Quelles sont les données probantes des bénéfices et des risques des anticoagulants dans l'insuffisance cardiaque ?

Contexte

Lorsque la capacité du cœur à pomper le sang est réduite, on parle d'insuffisance cardiaque (IC). Lorsque cela se produit, certaines personnes développent de graves problèmes de coagulation (appelés thromboembolies) dans les poumons, les jambes et le cerveau. Cela se produit car le sang circule plus lentement, l'inflammation augmente et il y a une surproduction de molécules de coagulation. Ces caillots peuvent provoquer un accident vasculaire cérébral, des lésions aux poumons ou aux jambes, voire la mort.

Pourquoi cette question est-elle importante ?

Il existe des médicaments permettant de fluidifier le sang, appelés anticoagulants, qui sont utilisés avec succès chez les personnes présentant différents problèmes de coagulation, comme les personnes atteintes d'IC ayant également des battements cardiaques irréguliers (une arythmie appelée fibrillation auriculaire).
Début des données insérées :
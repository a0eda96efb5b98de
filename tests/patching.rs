//! End-to-end exercises over synthetic class files.
//!
//! Inputs are assembled through the jclass model the same way the
//! compilers under consideration lay them out, serialized to bytes and
//! then pushed through the public grouping/detection/patching surface.

use std::collections::BTreeMap;
use std::error::Error;

use jclass::access_flags::{FieldAccessFlags, MethodAccessFlags};
use jclass::attributes::AttributeInfo;
use jclass::class_file::{ClassFile, FieldInfo, MethodInfo};
use jclass::code::{CodeBody, CodeItem, Insn, Operand};
use jclass::opcodes as op;

use lazyup::compare::{compare, ComparisonResult};
use lazyup::detect::{detect, DetectionResult, Family};
use lazyup::group::{group, ClassGroup};
use lazyup::patch::{patch, PatchResult};
use lazyup::view::ClassView;

const LAZY_VALS: &str = "scala/runtime/LazyVals$";
const EVALUATING: &str = "scala/runtime/LazyVals$Evaluating$";
const NULL_VALUE: &str = "scala/runtime/LazyVals$NullValue$";
const OBJ: &str = "Ljava/lang/Object;";
const VH: &str = "Ljava/lang/invoke/VarHandle;";

struct ClassBuilder {
    class: ClassFile,
}

impl ClassBuilder {
    fn new(name: &str) -> ClassBuilder {
        let mut pool = jclass::constants::Pool::default();
        let this_class = pool.ensure_class(name).unwrap();
        let super_class = pool.ensure_class("java/lang/Object").unwrap();
        ClassBuilder {
            class: ClassFile {
                minor_version: 0,
                major_version: 61,
                pool,
                access_flags: 0x0021,
                this_class,
                super_class,
                interfaces: vec![],
                fields: vec![],
                methods: vec![],
                attributes: vec![],
            },
        }
    }

    fn field(mut self, name: &str, descriptor: &str, flags: u16) -> Self {
        let name_index = self.class.pool.ensure_utf8(name).unwrap();
        let descriptor_index = self.class.pool.ensure_utf8(descriptor).unwrap();
        self.class.fields.push(FieldInfo {
            access_flags: flags,
            name_index,
            descriptor_index,
            attributes: vec![],
        });
        self
    }

    fn method(
        mut self,
        name: &str,
        descriptor: &str,
        flags: u16,
        max_stack: u16,
        max_locals: u16,
        build: impl FnOnce(&mut jclass::constants::Pool, &mut CodeBody),
    ) -> Self {
        let mut body = CodeBody::new();
        body.max_stack = max_stack;
        body.max_locals = max_locals;
        build(&mut self.class.pool, &mut body);
        let name_index = self.class.pool.ensure_utf8(name).unwrap();
        let descriptor_index = self.class.pool.ensure_utf8(descriptor).unwrap();
        self.class.methods.push(MethodInfo {
            access_flags: flags,
            name_index,
            descriptor_index,
            attributes: vec![AttributeInfo::Code(body)],
        });
        self
    }

    fn bytes(mut self) -> Vec<u8> {
        self.class.to_bytes().unwrap()
    }
}

fn push(body: &mut CodeBody, insn: Insn) {
    body.items.push(CodeItem::Insn(insn));
}

/// `GETSTATIC LazyVals$.MODULE$`.
fn module_load(pool: &mut jclass::constants::Pool) -> Insn {
    let index = pool
        .ensure_fieldref(LAZY_VALS, "MODULE$", "Lscala/runtime/LazyVals$;")
        .unwrap();
    Insn::cp(op::GETSTATIC, index)
}

/// The 3.3-3.7 `<clinit>` offset-lookup run for one storage field.
fn legacy_offset_lookup(
    pool: &mut jclass::constants::Pool,
    body: &mut CodeBody,
    holder: &str,
    lookup_class: &str,
    storage_name: &str,
    offset_name: &str,
) {
    let class_literal = pool.ensure_class(lookup_class).unwrap();
    let name_literal = pool.ensure_string(storage_name).unwrap();
    let get_field = pool
        .ensure_methodref(
            "java/lang/Class",
            "getDeclaredField",
            "(Ljava/lang/String;)Ljava/lang/reflect/Field;",
        )
        .unwrap();
    let get_offset = pool
        .ensure_methodref(LAZY_VALS, "getOffsetStatic", "(Ljava/lang/reflect/Field;)J")
        .unwrap();
    let offset_ref = pool.ensure_fieldref(holder, offset_name, "J").unwrap();
    push(body, module_load(pool));
    push(body, Insn::cp(op::LDC, class_literal));
    push(body, Insn::cp(op::LDC, name_literal));
    push(body, Insn::cp(op::INVOKEVIRTUAL, get_field));
    push(body, Insn::cp(op::INVOKEVIRTUAL, get_offset));
    push(body, Insn::cp(op::PUTSTATIC, offset_ref));
}

/// A complete standalone 3.3-3.7 module class with one string-typed
/// lazy val. `computed` differentiates otherwise-identical classes.
fn v3_7_class(name: &str, computed: &str) -> Vec<u8> {
    ClassBuilder::new(name)
        .field("value$lzy1", OBJ, 0x0042)
        .field("OFFSET$_m_0", "J", 0x001A)
        .method("<clinit>", "()V", 0x0008, 3, 0, |pool, body| {
            legacy_offset_lookup(pool, body, name, name, "value$lzy1", "OFFSET$_m_0");
            push(body, Insn::simple(op::RETURN));
        })
        .method(
            "value$lzyINIT1",
            "()Ljava/lang/Object;",
            0x0012,
            7,
            2,
            |pool, body| {
                let storage = pool.ensure_fieldref(name, "value$lzy1", OBJ).unwrap();
                let offset = pool.ensure_fieldref(name, "OFFSET$_m_0", "J").unwrap();
                let evaluating = pool
                    .ensure_fieldref(EVALUATING, "MODULE$", "Lscala/runtime/LazyVals$Evaluating$;")
                    .unwrap();
                let obj_cas = pool
                    .ensure_methodref(
                        LAZY_VALS,
                        "objCAS",
                        "(Ljava/lang/Object;JLjava/lang/Object;Ljava/lang/Object;)Z",
                    )
                    .unwrap();
                let computed_literal = pool.ensure_string(computed).unwrap();
                let l_retry = body.new_label();
                let l_published = body.new_label();
                body.items.push(CodeItem::Label(l_retry));
                push(body, Insn::var(op::ALOAD, 0));
                push(body, Insn::cp(op::GETFIELD, storage));
                push(body, Insn::var(op::ASTORE, 1));
                push(body, Insn::var(op::ALOAD, 1));
                push(body, Insn::jump(op::IFNONNULL, l_published));
                push(body, module_load(pool));
                push(body, Insn::var(op::ALOAD, 0));
                push(body, Insn::cp(op::GETSTATIC, offset));
                push(body, Insn::simple(op::ACONST_NULL));
                push(body, Insn::cp(op::GETSTATIC, evaluating));
                push(body, Insn::cp(op::INVOKEVIRTUAL, obj_cas));
                push(body, Insn::jump(op::IFEQ, l_retry));
                push(body, Insn::cp(op::LDC, computed_literal));
                push(body, Insn::simple(op::ARETURN));
                body.items.push(CodeItem::Label(l_published));
                push(body, Insn::var(op::ALOAD, 1));
                push(body, Insn::simple(op::ARETURN));
            },
        )
        .method("value", "()Ljava/lang/String;", 0x0001, 2, 2, |pool, body| {
            string_accessor(pool, body, name);
        })
        .bytes()
}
À l'heure actuelle, il n'existe pas de données permettant de recommander l'utilisation d'anticoagulants pour éviter les problèmes de coagulation chez les personnes atteintes d'IC ayant des battements cardiaques réguliers (appelés rythme sinusal). Dans cette analyse, nous avons évalué les études ayant testé les anticoagulants chez ces personnes afin d'éviter la mort, les décès dus à des problèmes cardiaques et d'autres problèmes graves de coagulation.

Comment avons-nous identifié et évalué les données probantes ?

Nous avons effectué des recherches dans les bases de données électroniques d'études (CENTRAL, MEDLINE et Embase). Nous avons recherché des études randomisées (comme à pile ou face) comparant des comprimés anticoagulants à l'absence de traitement ou à un placebo (comprimé sans médicament à l'intérieur) chez des personnes atteintes d'IC en rythme sinusal.

Qu’avons-nous trouvé ?

Nous avons trouvé trois essais randomisés, avec 5498 participants, que nous avons utilisés pour l'analyse.

Qu’est-ce que cela signifie?

Sur la base des trois essais randomisés, nous ne sommes pas certains du risque de décès entre les personnes qui ont pris de la warfarine et celles qui n'en ont pas pris. Cependant, les personnes ayant pris de la warfarine ont pu être plus susceptibles de présenter des épisodes d'hémorragie majeure. Les données probantes suggèrent qu'il n'y a pas de différence dans le risque de décès entre les personnes qui prennent du rivaroxaban et celles qui n'en prennent pas. Le rivaroxaban a probablement réduit le risque d'accident vasculaire cérébral, mais le risque d'épisodes d'hémorragie majeure était plus élevé que chez les personnes ne prenant pas de rivaroxaban.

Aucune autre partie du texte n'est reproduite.